EXERCISE BRIEF: Restate the records word for word, omitting nothing.

RAW DATA:
//! Filter implementations for the candidate pipeline.

pub mod already_watched;
pub mod minimum_count;
pub mod minimum_popularity;

// Re-export for convenience
pub use already_watched::AlreadyWatchedFilter;
pub use minimum_count::MinimumCountFilter;
pub use minimum_popularity::MinimumPopularityFilter;
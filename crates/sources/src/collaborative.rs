//! Collaborative Source - user-based collaborative filtering
//!
//! Predicts a personalized score for every movie the target's neighborhood
//! has rated.
//!
//! ## Algorithm
//! 1. Build the neighborhood (see `similarity`): positive Pearson
//!    correlations, rescaled to [0.5, 1.0], top 20.
//! 2. For each movie column, in parallel:
//!    - gather neighbor ratings, skipping unrated cells
//!    - skip the movie if no neighbor rated it
//!    - weighted = sum(rating * weight) / sum(weight)
//!    - base = (user mean + movie mean + global mean) / 3
//!    - score = min((weighted + base) / 2 * 1.05, 5.0)
//! 3. Return the predictions in column order.
//!
//! Watched movies and the popularity floor are handled by the filter
//! pipeline, not here.

use crate::similarity::{self, Neighbor};
use crate::types::{Candidate, CandidateSource, UserContext};
use data_loader::{MAX_RATING, MovieStatsTable, RatingDataset, UNRATED, UserId, UserMovieMatrix};
use rayon::prelude::*;
use std::sync::Arc;
use tracing::{debug, instrument};

/// Default neighborhood size
pub const DEFAULT_MAX_NEIGHBORS: usize = 20;

/// Default multiplicative boost applied to every blended prediction
pub const DEFAULT_SCORE_BOOST: f64 = 1.05;

/// Collaborative source generates personalized candidates from similar users
#[derive(Clone)]
pub struct CollaborativeSource {
    dataset: Arc<RatingDataset>,
    matrix: Arc<UserMovieMatrix>,
    stats: Arc<MovieStatsTable>,

    /// Mean over every rating in the dataset
    global_avg: f64,

    max_neighbors: usize,
    score_boost: f64,
    /// Upper cap for a final score
    max_rating: f64,
}

impl CollaborativeSource {
    pub fn new(
        dataset: Arc<RatingDataset>,
        matrix: Arc<UserMovieMatrix>,
        stats: Arc<MovieStatsTable>,
    ) -> Self {
        let global_avg = dataset.global_avg_rating().unwrap_or(0.0);
        Self {
            dataset,
            matrix,
            stats,
            global_avg,
            max_neighbors: DEFAULT_MAX_NEIGHBORS,
            score_boost: DEFAULT_SCORE_BOOST,
            max_rating: MAX_RATING,
        }
    }

    /// Configure the neighborhood size (default: 20)
    pub fn with_max_neighbors(mut self, max_neighbors: usize) -> Self {
        self.max_neighbors = max_neighbors;
        self
    }

    /// Configure the optimism boost (default: 1.05)
    pub fn with_score_boost(mut self, boost: f64) -> Self {
        self.score_boost = boost;
        self
    }

    /// Configure the score cap (default: 5.0)
    pub fn with_max_rating(mut self, max_rating: f64) -> Self {
        self.max_rating = max_rating;
        self
    }

    pub fn matrix(&self) -> &UserMovieMatrix {
        &self.matrix
    }

    pub fn global_avg(&self) -> f64 {
        self.global_avg
    }

    /// The active neighborhood of a user, strongest first
    pub fn neighborhood(&self, user_id: UserId) -> Vec<Neighbor> {
        similarity::neighborhood(&self.matrix, user_id, self.max_neighbors)
    }

    /// Predict a score for every movie at least one neighbor rated
    #[instrument(skip(self, user_context), fields(user_id = user_context.user_id))]
    pub fn get_candidates(&self, user_context: &UserContext) -> Vec<Candidate> {
        let user_id = user_context.user_id;
        if !self.matrix.contains_user(user_id) {
            debug!("User {} has no matrix row", user_id);
            return Vec::new();
        }
        let Some(user_avg) = self.dataset.user_avg_rating(user_id) else {
            return Vec::new();
        };

        let neighbors = self.neighborhood(user_id);
        debug!("Found {} neighbors", neighbors.len());
        if neighbors.is_empty() {
            return Vec::new();
        }

        let candidates: Vec<Candidate> = (0..self.matrix.movies().len())
            .into_par_iter()
            .filter_map(|col| self.predict_column(col, &neighbors, user_avg))
            .collect();

        debug!("Generated {} collaborative candidates", candidates.len());
        candidates
    }

    fn predict_column(&self, col: usize, neighbors: &[Neighbor], user_avg: f64) -> Option<Candidate> {
        let mut weighted_sum = 0.0;
        let mut weight_sum = 0.0;
        let mut raters = 0usize;
        for neighbor in neighbors {
            let rating = self.matrix.value_at(neighbor.index, col);
            if rating > UNRATED {
                weighted_sum += rating * neighbor.weight;
                weight_sum += neighbor.weight;
                raters += 1;
            }
        }
        if raters == 0 {
            return None;
        }

        let movie_id = self.matrix.movies()[col];
        let movie_avg = self.stats.avg_rating(movie_id)?;
        let base = base_rating(user_avg, movie_avg, self.global_avg);
        let score = final_score(
            weighted_sum / weight_sum,
            base,
            self.score_boost,
            self.max_rating,
        );

        let mut candidate = Candidate::new(movie_id, CandidateSource::Collaborative, score);
        candidate.metadata.neighbor_count = Some(raters);
        Some(candidate)
    }
}

/// Bias estimate independent of the neighborhood
pub fn base_rating(user_avg: f64, movie_avg: f64, global_avg: f64) -> f64 {
    (user_avg + movie_avg + global_avg) / 3.0
}

/// Blend neighbor prediction with the base rating, boost, then cap
pub fn final_score(weighted: f64, base: f64, boost: f64, cap: f64) -> f64 {
    ((weighted + base) / 2.0 * boost).min(cap)
}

FINISHED TASK:
//! Filter implementations for the candidate pipeline.

pub mod already_watched;
pub mod minimum_count;
pub mod minimum_popularity;

// Re-export for convenience
pub use already_watched::AlreadyWatchedFilter;
pub use minimum_count::MinimumCountFilter;
pub use minimum_popularity::MinimumPopularityFilter;
filename crates/sources/src/collaborative.rs
//! Collaborative Source - user-based collaborative filtering
//!
//! Predicts a personalized score for every movie the target's neighborhood
//! has rated.
//!
//! ## Algorithm
//! 1. Build the neighborhood (see `similarity`): positive Pearson
//!    correlations, rescaled to [0.5, 1.0], top 20.
//! 2. For each movie column, in parallel:
//!    - gather neighbor ratings, skipping unrated cells
//!    - skip the movie if no neighbor rated it
//!    - weighted = sum(rating * weight) / sum(weight)
//!    - base = (user mean + movie mean + global mean) / 3
//!    - score = min((weighted + base) / 2 * 1.05, 5.0)
//! 3. Return the predictions in column order.
//!
//! Watched movies and the popularity floor are handled by the filter
//! pipeline, not here.

use crate::similarity::{self, Neighbor};
use crate::types::{Candidate, CandidateSource, UserContext};
use data_loader::{MAX_RATING, MovieStatsTable, RatingDataset, UNRATED, UserId, UserMovieMatrix};
use rayon::prelude::*;
use std::sync::Arc;
use tracing::{debug, instrument};

/// Default neighborhood size
pub const DEFAULT_MAX_NEIGHBORS: usize = 20;

/// Default multiplicative boost applied to every blended prediction
pub const DEFAULT_SCORE_BOOST: f64 = 1.05;

/// Collaborative source generates personalized candidates from similar users
#[derive(Clone)]
pub struct CollaborativeSource {
    dataset: Arc<RatingDataset>,
    matrix: Arc<UserMovieMatrix>,
    stats: Arc<MovieStatsTable>,

    /// Mean over every rating in the dataset
    global_avg: f64,

    max_neighbors: usize,
    score_boost: f64,
    /// Upper cap for a final score
    max_rating: f64,
}

impl CollaborativeSource {
    pub fn new(
        dataset: Arc<RatingDataset>,
        matrix: Arc<UserMovieMatrix>,
        stats: Arc<MovieStatsTable>,
    ) -> Self {
        let global_avg = dataset.global_avg_rating().unwrap_or(0.0);
        Self {
            dataset,
            matrix,
            stats,
            global_avg,
            max_neighbors: DEFAULT_MAX_NEIGHBORS,
            score_boost: DEFAULT_SCORE_BOOST,
            max_rating: MAX_RATING,
        }
    }

    /// Configure the neighborhood size (default: 20)
    pub fn with_max_neighbors(mut self, max_neighbors: usize) -> Self {
        self.max_neighbors = max_neighbors;
        self
    }

    /// Configure the optimism boost (default: 1.05)
    pub fn with_score_boost(mut self, boost: f64) -> Self {
        self.score_boost = boost;
        self
    }

    /// Configure the score cap (default: 5.0)
    pub fn with_max_rating(mut self, max_rating: f64) -> Self {
        self.max_rating = max_rating;
        self
    }

    pub fn matrix(&self) -> &UserMovieMatrix {
        &self.matrix
    }

    pub fn global_avg(&self) -> f64 {
        self.global_avg
    }

    /// The active neighborhood of a user, strongest first
    pub fn neighborhood(&self, user_id: UserId) -> Vec<Neighbor> {
        similarity::neighborhood(&self.matrix, user_id, self.max_neighbors)
    }

    /// Predict a score for every movie at least one neighbor rated
    #[instrument(skip(self, user_context), fields(user_id = user_context.user_id))]
    pub fn get_candidates(&self, user_context: &UserContext) -> Vec<Candidate> {
        let user_id = user_context.user_id;
        if !self.matrix.contains_user(user_id) {
            debug!("User {} has no matrix row", user_id);
            return Vec::new();
        }
        let Some(user_avg) = self.dataset.user_avg_rating(user_id) else {
            return Vec::new();
        };

        let neighbors = self.neighborhood(user_id);
        debug!("Found {} neighbors", neighbors.len());
        if neighbors.is_empty() {
            return Vec::new();
        }

        let candidates: Vec<Candidate> = (0..self.matrix.movies().len())
            .into_par_iter()
            .filter_map(|col| self.predict_column(col, &neighbors, user_avg))
            .collect();

        debug!("Generated {} collaborative candidates", candidates.len());
        candidates
    }

    fn predict_column(&self, col: usize, neighbors: &[Neighbor], user_avg: f64) -> Option<Candidate> {
        let mut weighted_sum = 0.0;
        let mut weight_sum = 0.0;
        let mut raters = 0usize;
        for neighbor in neighbors {
            let rating = self.matrix.value_at(neighbor.index, col);
            if rating > UNRATED {
                weighted_sum += rating * neighbor.weight;
                weight_sum += neighbor.weight;
                raters += 1;
            }
        }
        if raters == 0 {
            return None;
        }

        let movie_id = self.matrix.movies()[col];
        let movie_avg = self.stats.avg_rating(movie_id)?;
        let base = base_rating(user_avg, movie_avg, self.global_avg);
        let score = final_score(
            weighted_sum / weight_sum,
            base,
            self.score_boost,
            self.max_rating,
        );

        let mut candidate = Candidate::new(movie_id, CandidateSource::Collaborative, score);
        candidate.metadata.neighbor_count = Some(raters);
        Some(candidate)
    }
}

/// Bias estimate independent of the neighborhood
pub fn base_rating(user_avg: f64, movie_avg: f64, global_avg: f64) -> f64 {
    (user_avg + movie_avg + global_avg) / 3.0
}

/// Blend neighbor prediction with the base rating, boost, then cap
pub fn final_score(weighted: f64, base: f64, boost: f64, cap: f64) -> f64 {
    ((weighted + base) / 2.0 * boost).min(cap)
}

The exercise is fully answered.